■ **WHAT IS REQUIRED**
Would you repeat, exactly as given, the line with "one is configured" and every line after it to the end of the entries?

Dataset entries
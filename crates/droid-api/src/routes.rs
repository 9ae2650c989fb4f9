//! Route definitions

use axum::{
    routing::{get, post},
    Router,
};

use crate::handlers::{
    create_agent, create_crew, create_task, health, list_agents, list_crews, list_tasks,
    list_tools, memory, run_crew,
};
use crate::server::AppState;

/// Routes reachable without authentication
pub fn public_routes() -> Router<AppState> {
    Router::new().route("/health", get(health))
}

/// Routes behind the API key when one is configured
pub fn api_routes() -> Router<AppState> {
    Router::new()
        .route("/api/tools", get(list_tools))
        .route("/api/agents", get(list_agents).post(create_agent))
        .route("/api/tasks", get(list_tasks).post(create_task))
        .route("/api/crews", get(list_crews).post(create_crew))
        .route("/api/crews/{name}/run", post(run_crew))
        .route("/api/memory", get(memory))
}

■ **EXERCISE OUTPUT**
/// Routes behind the API key when one is configured
pub fn api_routes() -> Router<AppState> {
    Router::new()
        .route("/api/tools", get(list_tools))
        .route("/api/agents", get(list_agents).post(create_agent))
        .route("/api/tasks", get(list_tasks).post(create_task))
        .route("/api/crews", get(list_crews).post(create_crew))
        .route("/api/crews/{name}/run", post(run_crew))
        .route("/api/memory", get(memory))
}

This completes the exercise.